Ever since humanity has had a voice, we have shared stories. For a long time people gathered around the campfire to tell each other about past and present, to pass on wisdom and traditions and to entertain each other. How different is that nowadays. Everyone sits behind their screen, shut off from the rest. Do we still need stories?
Time and again we experience that children, young people and adults really enjoy listening to a good story. The Amsterdam Storytelling Festival, which has now been in existence for eleven years, is still growing with a large number of sold-out venues in 2018 and 2019. The Mezrab, the Amsterdam story stage for a wide audience, is packed every evening for several evenings and also the stories in the Openbare Bibliotheek Amsterdam (OBA) (Public Library Amsterdam) may look forward to a growing interest. But what is the reason that we keep longing for these stories?

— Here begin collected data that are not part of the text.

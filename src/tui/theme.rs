// SPDX-FileCopyrightText: 2026 Bruno Meilick
// SPDX-License-Identifier: LicenseRef-Disview-FreeUse-NoCopy-NoDerivatives
//
// All rights reserved.
//
// This file is part of disview and is proprietary software.
// Unauthorized copying, modification, or distribution is prohibited.

use std::env;

use ratatui::style::{Color, Modifier, Style};
use thiserror::Error;

pub(crate) const ENV_TUI_PALETTE: &str = "DISVIEW_TUI_PALETTE";

#[derive(Debug, Clone, Copy, Default, PartialEq, Eq)]
pub(crate) enum ThemeMode {
    #[default]
    Dark,
    Light,
}

impl ThemeMode {
    pub(crate) fn toggled(self) -> Self {
        match self {
            Self::Dark => Self::Light,
            Self::Light => Self::Dark,
        }
    }

    pub(crate) fn as_str(self) -> &'static str {
        match self {
            Self::Dark => "dark",
            Self::Light => "light",
        }
    }
}

#[derive(Debug, Clone, Default)]
pub(crate) struct TuiTheme {
    palette: Option<TuiPalette>,
    mode: ThemeMode,
}

impl TuiTheme {
    pub(crate) fn from_env() -> Result<Self, ThemeError> {
        let palette = palette_override_from_env()?;
        Ok(Self {
            palette,
            mode: ThemeMode::Dark,
        })
    }

    pub(crate) fn mode(&self) -> ThemeMode {
        self.mode
    }

    /// Switches between dark and light. A palette override swaps its fg and bg.
    pub(crate) fn toggle_mode(&mut self) -> ThemeMode {
        self.mode = self.mode.toggled();
        self.mode
    }

    pub(crate) fn base_style(&self) -> Style {
        match (&self.palette, self.mode) {
            (Some(palette), ThemeMode::Dark) => Style::default().fg(palette.fg).bg(palette.bg),
            (Some(palette), ThemeMode::Light) => Style::default().fg(palette.bg).bg(palette.fg),
            (None, ThemeMode::Dark) => Style::default(),
            (None, ThemeMode::Light) => Style::default().fg(Color::Black).bg(Color::White),
        }
    }

    fn ansi_color(&self, color: Ansi16) -> Color {
        match &self.palette {
            Some(palette) => palette.ansi_color(color.idx()),
            None => color.into(),
        }
    }

    /// Dimmed text; bright black disappears on a light background.
    fn muted(&self) -> Color {
        match self.mode {
            ThemeMode::Dark => self.ansi_color(Ansi16::BrightBlack),
            ThemeMode::Light => self.ansi_color(Ansi16::Blue),
        }
    }

    pub(crate) fn panel_border_style(&self, focused: bool) -> Style {
        if focused {
            self.base_style().fg(self.ansi_color(Ansi16::Yellow))
        } else {
            self.base_style()
        }
    }

    pub(crate) fn selection_style(&self) -> Style {
        self.base_style()
            .add_modifier(Modifier::REVERSED | Modifier::BOLD)
    }

    pub(crate) fn error_style(&self) -> Style {
        self.base_style().fg(self.ansi_color(Ansi16::Red))
    }

    pub(crate) fn address_style(&self) -> Style {
        self.base_style().fg(self.ansi_color(Ansi16::Green))
    }

    pub(crate) fn bytes_style(&self) -> Style {
        self.base_style().fg(self.muted())
    }

    pub(crate) fn comment_style(&self) -> Style {
        self.base_style()
            .fg(self.muted())
            .add_modifier(Modifier::ITALIC)
    }

    pub(crate) fn header_style(&self) -> Style {
        self.base_style()
            .fg(self.ansi_color(Ansi16::Magenta))
            .add_modifier(Modifier::BOLD)
    }

    pub(crate) fn label_style(&self) -> Style {
        self.base_style()
            .fg(self.ansi_color(Ansi16::Cyan))
            .add_modifier(Modifier::BOLD)
    }

    /// The jump target line inside the preview.
    pub(crate) fn target_style(&self) -> Style {
        self.base_style()
            .fg(self.ansi_color(Ansi16::Black))
            .bg(self.ansi_color(Ansi16::Yellow))
            .add_modifier(Modifier::BOLD)
    }

    pub(crate) fn bar_style(&self) -> Style {
        self.base_style().fg(self.ansi_color(Ansi16::Cyan))
    }

    pub(crate) fn footer_key_style(&self) -> Style {
        self.base_style().fg(self.ansi_color(Ansi16::Cyan))
    }

    pub(crate) fn footer_label_style(&self) -> Style {
        self.base_style().fg(self.muted())
    }
}

#[derive(Debug, Clone)]
struct TuiPalette {
    fg: Color,
    bg: Color,
    ansi: [Color; 16],
}

impl TuiPalette {
    const CSV_LEN: usize = 18;

    fn parse_csv(value: &str) -> Result<Self, String> {
        let parts: Vec<&str> = value.split(',').map(|part| part.trim()).collect();
        if parts.len() != Self::CSV_LEN {
            return Err(format!(
                "expected {} comma-separated colors (fg,bg,black,red,green,yellow,blue,magenta,cyan,white,bright_black,bright_red,bright_green,bright_yellow,bright_blue,bright_magenta,bright_cyan,bright_white), got {}",
                Self::CSV_LEN,
                parts.len()
            ));
        }

        let fg = parse_palette_color(parts[0])?;
        let bg = parse_palette_color(parts[1])?;

        let mut ansi = [Color::Reset; 16];
        for (idx, part) in parts.iter().skip(2).enumerate() {
            ansi[idx] = parse_palette_color(part)?;
        }

        Ok(Self { fg, bg, ansi })
    }

    fn ansi_color(&self, idx: usize) -> Color {
        self.ansi[idx]
    }
}

fn palette_override_from_env() -> Result<Option<TuiPalette>, ThemeError> {
    let value = match env::var(ENV_TUI_PALETTE) {
        Ok(value) => value,
        Err(env::VarError::NotPresent) => return Ok(None),
        Err(env::VarError::NotUnicode(_)) => {
            return Err(ThemeError::InvalidEnv {
                name: ENV_TUI_PALETTE.to_owned(),
                value: "<non-unicode>".to_owned(),
            });
        }
    };

    let trimmed = value.trim();
    if trimmed.is_empty() {
        return Ok(None);
    }

    let parsed = TuiPalette::parse_csv(trimmed).map_err(|error| ThemeError::InvalidEnv {
        name: ENV_TUI_PALETTE.to_owned(),
        value: format!("{trimmed} ({error})"),
    })?;

    Ok(Some(parsed))
}

fn parse_palette_color(value: &str) -> Result<Color, String> {
    let trimmed = value.trim();
    if trimmed.is_empty() {
        return Err("empty color".to_owned());
    }

    let lower = trimmed.to_ascii_lowercase();
    if let Some(rest) = lower.strip_prefix("rgb:") {
        let parts: Vec<&str> = rest.split('/').collect();
        if parts.len() != 3 {
            return Err(format!("invalid rgb: value: {trimmed}"));
        }
        let r = parse_hex_channel(parts[0])?;
        let g = parse_hex_channel(parts[1])?;
        let b = parse_hex_channel(parts[2])?;
        return Ok(Color::Rgb(r, g, b));
    }

    let hex = trimmed
        .strip_prefix('#')
        .or_else(|| trimmed.strip_prefix("0x"))
        .or_else(|| trimmed.strip_prefix("0X"))
        .unwrap_or(trimmed);

    if hex.len() != 6 || !hex.chars().all(|ch| ch.is_ascii_hexdigit()) {
        return Err(format!("invalid hex color: {trimmed} (expected #RRGGBB)"));
    }
    let rgb = u32::from_str_radix(hex, 16).map_err(|_| format!("invalid hex color: {trimmed}"))?;
    let r = ((rgb >> 16) & 0xFF) as u8;
    let g = ((rgb >> 8) & 0xFF) as u8;
    let b = (rgb & 0xFF) as u8;
    Ok(Color::Rgb(r, g, b))
}

fn parse_hex_channel(value: &str) -> Result<u8, String> {
    let value = value.trim();
    match value.len() {
        2 => u8::from_str_radix(value, 16).map_err(|_| format!("invalid rgb: component {value}")),
        4 => u16::from_str_radix(value, 16)
            .map(|parsed| (parsed >> 8) as u8)
            .map_err(|_| format!("invalid rgb: component {value}")),
        _ => Err(format!(
            "invalid rgb: component {value} (expected 2 or 4 hex digits)"
        )),
    }
}

#[derive(Debug, Clone, Copy, PartialEq, Eq)]
enum Ansi16 {
    Black,
    Red,
    Green,
    Yellow,
    Blue,
    Magenta,
    Cyan,
    BrightBlack,
}

impl Ansi16 {
    const fn idx(self) -> usize {
        match self {
            Self::Black => 0,
            Self::Red => 1,
            Self::Green => 2,
            Self::Yellow => 3,
            Self::Blue => 4,
            Self::Magenta => 5,
            Self::Cyan => 6,
            Self::BrightBlack => 8,
        }
    }
}

impl From<Ansi16> for Color {
    fn from(value: Ansi16) -> Self {
        match value {
            Ansi16::Black => Color::Black,
            Ansi16::Red => Color::Red,
            Ansi16::Green => Color::Green,
            Ansi16::Yellow => Color::Yellow,
            Ansi16::Blue => Color::Blue,
            Ansi16::Magenta => Color::Magenta,
            Ansi16::Cyan => Color::Cyan,
            Ansi16::BrightBlack => Color::DarkGray,
        }
    }
}

#[derive(Debug, Clone, Error)]
pub enum ThemeError {
    #[error("invalid env {name}={value}")]
    InvalidEnv { name: String, value: String },
}

#[cfg(test)]
mod tests {
    use ratatui::style::Color;

    use super::{parse_palette_color, ThemeMode, TuiPalette, TuiTheme};

    #[test]
    fn palette_override_parses_valid_csv() {
        let palette = TuiPalette::parse_csv(
            "#111111,#222222,#000000,#ff0000,#00ff00,#ffff00,#0000ff,#ff00ff,#00ffff,#ffffff,#1a1a1a,#ff1111,#11ff11,#ffff11,#1111ff,#ff11ff,#11ffff,#fefefe",
        )
        .expect("palette");

        assert_eq!(palette.fg, Color::Rgb(0x11, 0x11, 0x11));
        assert_eq!(palette.bg, Color::Rgb(0x22, 0x22, 0x22));
        assert_eq!(palette.ansi_color(1), Color::Rgb(0xff, 0, 0));
        assert_eq!(palette.ansi_color(15), Color::Rgb(0xfe, 0xfe, 0xfe));
    }

    #[test]
    fn palette_override_rejects_invalid_csv() {
        let err = TuiPalette::parse_csv("nope").unwrap_err();
        assert!(err.contains("expected"));
    }

    #[test]
    fn rgb_colors_accept_short_and_long_channels() {
        assert_eq!(
            parse_palette_color("rgb:ff/80/00").expect("color"),
            Color::Rgb(0xff, 0x80, 0)
        );
        assert_eq!(
            parse_palette_color("rgb:ffff/8080/0000").expect("color"),
            Color::Rgb(0xff, 0x80, 0)
        );
    }

    #[test]
    fn toggling_mode_changes_base_style() {
        let mut theme = TuiTheme::default();
        let dark = theme.base_style();
        assert_eq!(theme.toggle_mode(), ThemeMode::Light);
        assert_ne!(theme.base_style(), dark);
        assert_eq!(theme.toggle_mode(), ThemeMode::Dark);
        assert_eq!(theme.base_style(), dark);
    }
}
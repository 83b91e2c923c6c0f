// SPDX-FileCopyrightText: 2026 Bruno Meilick
// SPDX-License-Identifier: LicenseRef-Disview-FreeUse-NoCopy-NoDerivatives
//
// All rights reserved.
//
// This file is part of disview and is proprietary software.
// Unauthorized copying, modification, or distribution is prohibited.

//! Wire types for MCP tools. Addresses travel as normalized hex strings (`0x00401000`).

use schemars::JsonSchema;
use serde::{Deserialize, Serialize};

/// Revision of the shared UI state the response was read from.
#[derive(Debug, Clone, Serialize, Deserialize, JsonSchema)]
pub struct ReadContext {
    pub ui_rev: u64,
    /// `false` until the TUI has published its first snapshot.
    pub attached: bool,
}

#[derive(Debug, Clone, Serialize, Deserialize, JsonSchema)]
pub struct ViewCursor {
    pub line: u64,
    pub column: u64,
}

#[derive(Debug, Clone, Serialize, Deserialize, JsonSchema)]
pub struct ViewReadStateResponse {
    pub anchor: Option<String>,
    pub cursor: ViewCursor,
    pub scroll_top: u64,
    pub height: u64,
    pub line_count: u64,
    pub visible_lines: Vec<String>,
    pub pending_seek: Option<String>,
    /// Most recent first.
    pub history: Vec<String>,
    pub context: ReadContext,
}

#[derive(Debug, Clone, Deserialize, JsonSchema)]
pub struct ViewSeekParams {
    /// Hex address (`0x401000`) or function name.
    pub target: String,
}

#[derive(Debug, Clone, Serialize, Deserialize, JsonSchema)]
pub struct ViewSeekResponse {
    pub address: String,
    /// Set when the target resolved through a function name.
    pub function: Option<String>,
    /// An earlier request this one superseded before the TUI consumed it.
    pub replaced: Option<String>,
    pub context: ReadContext,
}

#[derive(Debug, Clone, Serialize, Deserialize, JsonSchema)]
pub struct FocusReadResponse {
    pub address: Option<String>,
    pub function: Option<String>,
    pub cursor_line: Option<String>,
    pub context: ReadContext,
}

#[derive(Debug, Clone, Serialize, Deserialize, JsonSchema)]
pub struct McpMetadataRow {
    pub label: String,
    pub value: String,
}

#[derive(Debug, Clone, Serialize, Deserialize, JsonSchema)]
pub struct McpOpcode {
    pub mnemonic: String,
    pub text: String,
}

#[derive(Debug, Clone, Serialize, Deserialize, JsonSchema)]
pub struct McpJumpPreview {
    pub target: String,
    pub lines: Vec<String>,
    pub highlight: Option<u64>,
}

#[derive(Debug, Clone, Serialize, Deserialize, JsonSchema)]
pub struct McpMetrics {
    pub cyclomatic_complexity: u64,
    pub outgoing: u64,
    pub basic_blocks: u64,
    pub incoming: u64,
    pub exit_blocks: u64,
}

#[derive(Debug, Clone, Serialize, Deserialize, JsonSchema)]
pub struct PanelsReadResponse {
    pub function_label: Option<String>,
    pub offset_rows: Vec<McpMetadataRow>,
    pub opcode: Option<McpOpcode>,
    pub jump_preview: Option<McpJumpPreview>,
    pub metrics: Option<McpMetrics>,
    pub decompiled: Option<String>,
    pub mini_graph: Option<String>,
    pub context: ReadContext,
}

#[derive(Debug, Clone, Deserialize, JsonSchema)]
pub struct XRefListParams {
    /// `outgoing` or `incoming`; both when omitted.
    pub direction: Option<String>,
}

#[derive(Debug, Clone, Serialize, Deserialize, JsonSchema)]
pub struct XRefSummary {
    pub direction: String,
    pub kind: String,
    pub from: String,
    pub to: String,
    pub preview: String,
}

#[derive(Debug, Clone, Serialize, Deserialize, JsonSchema)]
pub struct XRefListResponse {
    pub xrefs: Vec<XRefSummary>,
    pub context: ReadContext,
}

Stories have been around since humanity developed speech. They have always been a way to convey wisdom, information and traditions and to explain the inexplicable.
Stories confirm the identity. It is for a reason that there are a number of important origin stories in which the mythical history of a country, people or region comes to life. Fairy tales came about at some point, usually with the aim of teaching children something. But also folk tales, sometimes to keep people on the right track, sometimes to frighten them. And then there are religious stories, the great books of the three monotheistic Religions and all other stories from all parts of the world.
Although stories about the other are indeed used to spread fear, it is a fact that sharing stories with each other leads to connection. “The enemy is the one whose story you don’t know”, Gene Knudsen Hoffman said years ago and she was right. In doing so, she underlined the importance of sharing stories and listening to each other, certainly in a society characterised by diversity and mutual differences (and sometimes even tensions).